Scientists Confirm Earth’s Core is Solid, but Not as We thought so

For the first time ever, scientists have managed to obtain solid evidence that Earth's core is, solid. However,  it is not quite as firm as previous models have suggested.

Researchers from Australia have finally managed to confirm our planet’s core is solid, although it is not as scientists predicted in earlier studies.

The inner core of our planet is solid but softer than previously believed, according to a study published today in Australia that hopes to help understand how our planet was formed.

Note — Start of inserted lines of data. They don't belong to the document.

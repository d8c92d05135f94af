//! Common regex patterns for Aadhaar card extraction.

use lazy_static::lazy_static;
use regex::Regex;

/// Lowercase fragments marking card boilerplate rather than a name.
pub const NAME_BOILERPLATE: [&str; 9] = [
    "dob",
    "birth",
    "male",
    "female",
    "year",
    "uidai",
    "issue",
    "government",
    "india",
];

lazy_static! {
    // Name lines
    pub static ref LEADING_NON_LETTERS: Regex = Regex::new(
        r"^[^A-Za-z]+"
    ).unwrap();

    pub static ref LETTER_RUN: Regex = Regex::new(
        r"[A-Za-z]{2,}"
    ).unwrap();

    pub static ref LEADING_NON_WORD: Regex = Regex::new(
        r"^[^\w]*"
    ).unwrap();

    // "y." is how OCR usually reads the emblem edge left of the name
    pub static ref EMBLEM_ARTIFACT: Regex = Regex::new(
        r"(?i)^(y\s*\.\s*)"
    ).unwrap();

    pub static ref HONORIFIC: Regex = Regex::new(
        r"(?i)^(mr\.?|ms\.?|mrs\.?)\s+"
    ).unwrap();

    // Date of birth, optionally labelled
    pub static ref DOB_PATTERN: Regex = Regex::new(
        r"(?i)(?:DOB|DoB|D0B|Year of Birth|Birth Year)?[^\d]*(\d{2}[/-]\d{2}[/-]\d{4}|\d{4})"
    ).unwrap();

    pub static ref FULL_DATE: Regex = Regex::new(
        r"^\d{2}[/-]\d{2}[/-]\d{4}"
    ).unwrap();

    pub static ref PLAUSIBLE_BIRTH_YEAR: Regex = Regex::new(
        r"\b(19|20)\d{2}\b"
    ).unwrap();

    // Identity number; \D is Unicode-aware like the date patterns
    pub static ref NON_DIGIT: Regex = Regex::new(
        r"\D"
    ).unwrap();
}
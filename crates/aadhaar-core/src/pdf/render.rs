//! Page rendering with poppler's pdftoppm.

use std::io::ErrorKind;
use std::path::{Path, PathBuf};
use std::process::Command;

use image::DynamicImage;
use tracing::debug;

use super::Result;
use crate::error::PdfError;

/// Renders PDF pages to PNG by running `pdftoppm`.
#[derive(Debug, Clone)]
pub struct PdftoppmRenderer {
    command: PathBuf,
    dpi: u32,
}

impl PdftoppmRenderer {
    pub fn new(command: impl Into<PathBuf>, dpi: u32) -> Self {
        Self {
            command: command.into(),
            dpi,
        }
    }

    /// Render page 1 of `pdf` at the configured DPI.
    pub fn render_first_page(&self, pdf: &Path) -> Result<DynamicImage> {
        let out_dir = tempfile::tempdir()?;
        let prefix = out_dir.path().join("page");

        debug!("Rendering {} at {} dpi", pdf.display(), self.dpi);

        let output = Command::new(&self.command)
            .arg("-png")
            .arg("-r")
            .arg(self.dpi.to_string())
            .args(["-f", "1", "-l", "1", "-singlefile"])
            .arg(pdf)
            .arg(&prefix)
            .output()
            .map_err(|e| match e.kind() {
                ErrorKind::NotFound | ErrorKind::PermissionDenied => {
                    PdfError::RendererUnavailable(self.command.display().to_string())
                }
                _ => PdfError::Io(e),
            })?;

        if !output.status.success() {
            let stderr = String::from_utf8_lossy(&output.stderr);
            return Err(PdfError::Render(format!(
                "pdftoppm exited with {}: {}",
                output.status,
                stderr.trim()
            )));
        }

        let page = prefix.with_extension("png");
        if !page.exists() {
            return Err(PdfError::Render("pdftoppm produced no page".to_string()));
        }

        Ok(image::open(&page)?)
    }
}
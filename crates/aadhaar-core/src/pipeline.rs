//! End-to-end extraction: resolve, rasterize, normalize, recognize, parse.

use std::time::Instant;

use tracing::{debug, error, info};

use crate::error::Result;
use crate::identity::IdentityParser;
use crate::models::config::AadhaarConfig;
use crate::models::identity::IdentityFields;
use crate::ocr::{ImageNormalizer, TesseractRecognizer, TextRecognizer};
use crate::pdf::{DocumentRasterizer, PageRasterizer};
use crate::source::SourceResolver;

/// Runs the whole pipeline for one document reference.
///
/// The rasterizer and recognizer are pluggable so the pipeline can be driven
/// without poppler or tesseract installed.
pub struct AadhaarExtractor<R = DocumentRasterizer, T = TesseractRecognizer> {
    resolver: SourceResolver,
    rasterizer: R,
    normalizer: ImageNormalizer,
    recognizer: T,
    parser: IdentityParser,
}

impl AadhaarExtractor {
    /// Build the default pipeline from configuration.
    pub fn from_config(config: &AadhaarConfig) -> Self {
        Self {
            resolver: SourceResolver::from_config(&config.download),
            rasterizer: DocumentRasterizer::from_config(&config.pdf),
            normalizer: ImageNormalizer::new(),
            recognizer: TesseractRecognizer::from_config(&config.ocr),
            parser: IdentityParser::from_config(&config.extraction),
        }
    }
}

impl Default for AadhaarExtractor {
    fn default() -> Self {
        Self::from_config(&AadhaarConfig::default())
    }
}

impl<R: PageRasterizer, T: TextRecognizer> AadhaarExtractor<R, T> {
    /// Replace the page rasterizer.
    pub fn with_rasterizer<R2: PageRasterizer>(self, rasterizer: R2) -> AadhaarExtractor<R2, T> {
        AadhaarExtractor {
            resolver: self.resolver,
            rasterizer,
            normalizer: self.normalizer,
            recognizer: self.recognizer,
            parser: self.parser,
        }
    }

    /// Replace the text recognizer.
    pub fn with_recognizer<T2: TextRecognizer>(self, recognizer: T2) -> AadhaarExtractor<R, T2> {
        AadhaarExtractor {
            resolver: self.resolver,
            rasterizer: self.rasterizer,
            normalizer: self.normalizer,
            recognizer,
            parser: self.parser,
        }
    }

    /// Run every stage, surfacing the first failure.
    ///
    /// A downloaded document is deleted before this returns, whatever the
    /// outcome. Blocks on network and subprocess I/O.
    pub fn try_extract(&self, reference: &str) -> Result<IdentityFields> {
        let start = Instant::now();

        let source = self.resolver.resolve(reference)?;
        debug!("Resolved {} to {}", reference, source.path().display());

        let page = self.rasterizer.rasterize(source.path())?;
        debug!("Rasterized page: {}x{}", page.width(), page.height());

        let normalized = self.normalizer.normalize(&page);
        debug!("Normalized page");

        let text = self.recognizer.recognize(&normalized)?;
        debug!("Recognized {} lines", text.len());

        let fields = self.parser.parse(&text);

        info!(
            "Extracted fields from {} in {}ms",
            reference,
            start.elapsed().as_millis()
        );

        Ok(fields)
    }

    /// Run the pipeline, reporting any failure as all-empty fields.
    pub fn extract(&self, reference: &str) -> IdentityFields {
        match self.try_extract(reference) {
            Ok(fields) => fields,
            Err(e) => {
                error!("Error processing {} ({} failed): {}", reference, e.kind(), e);
                IdentityFields::empty()
            }
        }
    }
}
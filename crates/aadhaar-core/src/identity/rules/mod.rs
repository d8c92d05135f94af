//! Rule-based field extractors for Aadhaar cards.
//!
//! Every extractor works on OCR lines in top-to-bottom order and treats the
//! text as untrusted: a missing field is `None`, never an error.

pub mod dates;
pub mod fuzzy;
pub mod gender;
pub mod name;
pub mod number;
pub mod patterns;

pub use dates::{extract_birth_date, BirthDateExtractor};
pub use gender::{extract_gender, GenderExtractor};
pub use name::{clean_name, extract_name, NameExtractor};
pub use number::{extract_aadhaar_number, AadhaarNumberExtractor};
pub use patterns::*;

/// Trait for field extractors.
pub trait FieldExtractor {
    /// The type of value this extractor produces.
    type Output;

    /// Extract the field from the ordered OCR lines.
    fn extract(&self, lines: &[&str]) -> Option<LineMatch<Self::Output>>;
}

/// An extracted value together with the index of the line it came from.
#[derive(Debug, Clone, PartialEq, Eq)]
pub struct LineMatch<T> {
    /// Extracted value.
    pub value: T,
    /// Index of the source line.
    pub line: usize,
}

impl<T> LineMatch<T> {
    pub fn new(value: T, line: usize) -> Self {
        Self { value, line }
    }
}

Expert in seismography Hrvoje Tkalčic and Ph.D. candidate Than-Son Pham, of the Australian National University (ANU), zeroed in on a low amplitude ‘J-phase’ seismic wave that passes through the planet’s core, allowing them to finally put constraints on its solidity.

“If our results are correct, the internal core of the planet shares some similar elastic properties with gold and platinum,” Tkalčic said in a statement from the ANU.

“The Earth’s core is like a time capsule. If we understand it well, we will understand how the planet was formed and how it evolves, “he added.

Inner core shear waves are so tiny it is impossible to observe them directly.

In fact, detecting them has been considered the “Holy Grail” of global seismology since scientists first predicted the inner core was solid in the 1930s and 40s.

This is why experts from ANU came up with a revolutionary method.

The scientists’ correlation wavefield method observed the similarities between the signals at two receivers after a major earthquake, rather than the direct wave arrivals.  Scientist shave been using a similar technique by the same team to measure the thickness of Antarctic Ice.

“We’re throwing away the first three hours of the seismogram and what we’re looking at is between three and 10 hours after a large earthquake happens. We want to get rid of the big signals,”. Dr Tkalčic said.

“Using a global network of stations, we take every single receiver pair and every single large earthquake — that’s many combinations — and we measure the similarity between the seismograms. That’s called cross correlation, or the measure of similarity. From those similarities we construct a global correlogram — a sort of fingerprint of the Earth.”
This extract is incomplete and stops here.